Das Kantonsspital Uri (KSU) setzt verstärkt auf die Förderung des Velofahrens bei den Mitarbeitenden. Deshalb hat das Spital im Rahmen des Betrieblichen Gesundheitsmanagement (BGM) einen kostenlosen Velo-Check für die Mitarbeitenden angeboten. «Es ist sinnvoll als Betrieb gezielt das Velofahren zu unterstützen», schreibt das KSU in einer Mitteilung.
Während zwei Tagen wurden vor Ort über 80 Fahrräder auf Sicherheit geprüft und kleinere Mängel repariert.
Kantonsspital Uri fördert «bike to work»
Gleichzeitig will das KSU die Mitarbeitenden für die Teilnahme an der schweizweiten Mitmachaktion «bike to work» der Organisation «Pro Velo Schweiz» motivieren.

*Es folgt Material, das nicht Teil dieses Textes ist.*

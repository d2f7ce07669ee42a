//! Driver business logic - Handles all driver-related operations.
//!
//! First and last name are required; the father's name may be left empty.
//! Deleting a driver removes the driver's cars and their journal entries.

use crate::{
    core::required,
    db,
    entities::{car, driver},
    errors::{Error, Result},
};
use sea_orm::DatabaseConnection;

/// Retrieves all drivers ordered alphabetically by first name.
pub async fn list_drivers(db: &DatabaseConnection) -> Result<Vec<driver::Model>> {
    db::drivers::list_drivers(db).await
}

/// Finds a driver by id.
///
/// # Errors
/// Returns `NotFound` if no driver has this id.
pub async fn get_driver(db: &DatabaseConnection, driver_id: i64) -> Result<driver::Model> {
    db::drivers::find_driver(db, driver_id)
        .await?
        .ok_or(Error::NotFound {
            entity: "driver",
            id: driver_id,
        })
}

/// Registers a new driver after validating the names.
///
/// # Errors
/// Returns `Validation` if the first or last name is empty.
pub async fn add_driver(
    db: &DatabaseConnection,
    first_name: &str,
    last_name: &str,
    father_name: &str,
) -> Result<driver::Model> {
    let first_name = required(first_name, "first name")?;
    let last_name = required(last_name, "last name")?;

    db::drivers::insert_driver(db, &first_name, &last_name, father_name.trim()).await
}

/// Replaces a driver's names.
///
/// # Errors
/// Returns `Validation` for empty names and `NotFound` if the driver does not exist.
pub async fn update_driver(
    db: &DatabaseConnection,
    driver_id: i64,
    first_name: &str,
    last_name: &str,
    father_name: &str,
) -> Result<driver::Model> {
    let first_name = required(first_name, "first name")?;
    let last_name = required(last_name, "last name")?;

    let updated =
        db::drivers::update_driver(db, driver_id, &first_name, &last_name, father_name.trim())
            .await?;
    if updated == 0 {
        return Err(Error::NotFound {
            entity: "driver",
            id: driver_id,
        });
    }
    get_driver(db, driver_id).await
}

/// Deletes a driver with every car it owns, atomically.
///
/// Deleting a driver that does not exist succeeds without effect.
pub async fn delete_driver(db: &DatabaseConnection, driver_id: i64) -> Result<()> {
    let removed = db::delete_driver_cascade(db, driver_id).await?;
    if removed == 0 {
        tracing::debug!("Delete of unknown driver {} was a no-op", driver_id);
    }
    Ok(())
}

/// Cars assigned to a driver, ordered by plate number.
pub async fn cars_for_driver(
    db: &DatabaseConnection,
    driver_id: i64,
) -> Result<Vec<car::Model>> {
    db::drivers::cars_by_driver(db, driver_id).await
}

#[cfg(test)]
mod tests {
    #![allow(clippy::unwrap_used)]
    use super::*;
    use crate::entities::{Car, JournalEntry};
    use crate::test_utils::*;
    use sea_orm::{DatabaseBackend, EntityTrait, MockDatabase, PaginatorTrait};

    #[tokio::test]
    async fn test_add_driver_validation() -> Result<()> {
        let db = MockDatabase::new(DatabaseBackend::Sqlite).into_connection();

        let result = add_driver(&db, "", "Petrov", "Ivanovich").await;
        assert!(matches!(result.unwrap_err(), Error::Validation { .. }));

        let result = add_driver(&db, "Ivan", "   ", "Ivanovich").await;
        assert!(matches!(result.unwrap_err(), Error::Validation { .. }));

        // Nothing reached the database
        assert!(db.into_transaction_log().is_empty());
        Ok(())
    }

    #[tokio::test]
    async fn test_add_driver_allows_empty_father_name() -> Result<()> {
        let db = setup_test_db().await?;

        let driver = add_driver(&db, " Ivan ", "Petrov", "").await?;
        assert_eq!(driver.first_name, "Ivan");
        assert_eq!(driver.father_name, "");
        assert_eq!(driver.full_name(), "Petrov Ivan");

        Ok(())
    }

    #[tokio::test]
    async fn test_list_drivers_ordered_by_first_name() -> Result<()> {
        let db = setup_test_db().await?;

        create_test_driver(&db, "Boris").await?;
        create_test_driver(&db, "Anna").await?;
        create_test_driver(&db, "Viktor").await?;

        let names: Vec<String> = list_drivers(&db)
            .await?
            .into_iter()
            .map(|d| d.first_name)
            .collect();
        assert_eq!(names, vec!["Anna", "Boris", "Viktor"]);

        Ok(())
    }

    #[tokio::test]
    async fn test_get_driver_not_found() -> Result<()> {
        let db = setup_test_db().await?;

        let result = get_driver(&db, 42).await;
        assert!(matches!(
            result.unwrap_err(),
            Error::NotFound {
                entity: "driver",
                id: 42
            }
        ));
        Ok(())
    }

    #[tokio::test]
    async fn test_update_driver() -> Result<()> {
        let db = setup_test_db().await?;
        let driver = create_test_driver(&db, "Ivan").await?;

        let updated = update_driver(&db, driver.id, "Ivan", "Sidorov", "Petrovich").await?;
        assert_eq!(updated.last_name, "Sidorov");
        assert_eq!(updated.father_name, "Petrovich");

        let missing = update_driver(&db, 999, "Ivan", "Sidorov", "").await;
        assert!(matches!(missing.unwrap_err(), Error::NotFound { .. }));

        let invalid = update_driver(&db, driver.id, "", "Sidorov", "").await;
        assert!(matches!(invalid.unwrap_err(), Error::Validation { .. }));

        Ok(())
    }

    #[tokio::test]
    async fn test_delete_driver_cascades_to_cars_and_journal() -> Result<()> {
        let db = setup_test_db().await?;

        let driver = create_test_driver(&db, "Ivan").await?;
        let other = create_test_driver(&db, "Oleg").await?;
        let car1 = create_test_car(&db, "A111AA", Some(driver.id)).await?;
        let car2 = create_test_car(&db, "B222BB", Some(driver.id)).await?;
        let kept = create_test_car(&db, "C333CC", Some(other.id)).await?;
        let route = create_test_route(&db, "Depot", "Airport").await?;
        create_test_entry(&db, car1.id, route.id).await?;
        create_test_entry(&db, car2.id, route.id).await?;
        create_test_entry(&db, kept.id, route.id).await?;

        delete_driver(&db, driver.id).await?;

        assert!(matches!(
            get_driver(&db, driver.id).await.unwrap_err(),
            Error::NotFound { .. }
        ));
        assert!(cars_for_driver(&db, driver.id).await?.is_empty());
        assert!(Car::find_by_id(car1.id).one(&db).await?.is_none());
        assert!(Car::find_by_id(car2.id).one(&db).await?.is_none());

        // The other driver's car and its trip are untouched
        assert!(Car::find_by_id(kept.id).one(&db).await?.is_some());
        assert_eq!(JournalEntry::find().count(&db).await?, 1);

        Ok(())
    }

    #[tokio::test]
    async fn test_delete_unknown_driver_is_noop() -> Result<()> {
        let db = setup_test_db().await?;
        delete_driver(&db, 12345).await?;
        Ok(())
    }

    #[tokio::test]
    async fn test_cars_for_driver_ordered_by_plate() -> Result<()> {
        let db = setup_test_db().await?;
        let driver = create_test_driver(&db, "Ivan").await?;
        create_test_car(&db, "K500KK", Some(driver.id)).await?;
        create_test_car(&db, "A100AA", Some(driver.id)).await?;
        create_test_car(&db, "M700MM", None).await?;

        let plates: Vec<String> = cars_for_driver(&db, driver.id)
            .await?
            .into_iter()
            .map(|c| c.num)
            .collect();
        assert_eq!(plates, vec!["A100AA", "K500KK"]);
        Ok(())
    }
}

Insgesamt 32 Teams mit rund 120 Teilnehmenden vom Kantonsspital Uri haben sich bereits für die Challenge im Juni 2018 angemeldet.
«Das Ziel ist es, dass möglichst viele Mitarbeitenden auf ihrem Weg zur Arbeit – mindestens für eine Teilstrecke – das Fahrrad benutzen.» Teilnehmende, welche an mindestens 50 Prozent der Arbeitstage mit dem Velo anreisen, können an der Verlosung von Wettbewerbspreisen teilnehmen.
Veloförderung mit Um- und Neubau
Mit dem Ausbau der veloförderlichen Infrastrukturen im Um- und Neubau des KSU will das Spital die Attraktivität des Veloverkehrs weiter steigern und die Mitarbeitenden motivieren, langfristig aufs Velo umzusteigen.
So sei unter anderem vorgesehen, genügend gedeckte und beleuchtete Veloparkplätze nahe am Eingang und Ladestationen für Elektro-Velos anzubieten oder Pumpstationen einzurichten, teilt das Spital weiter mit.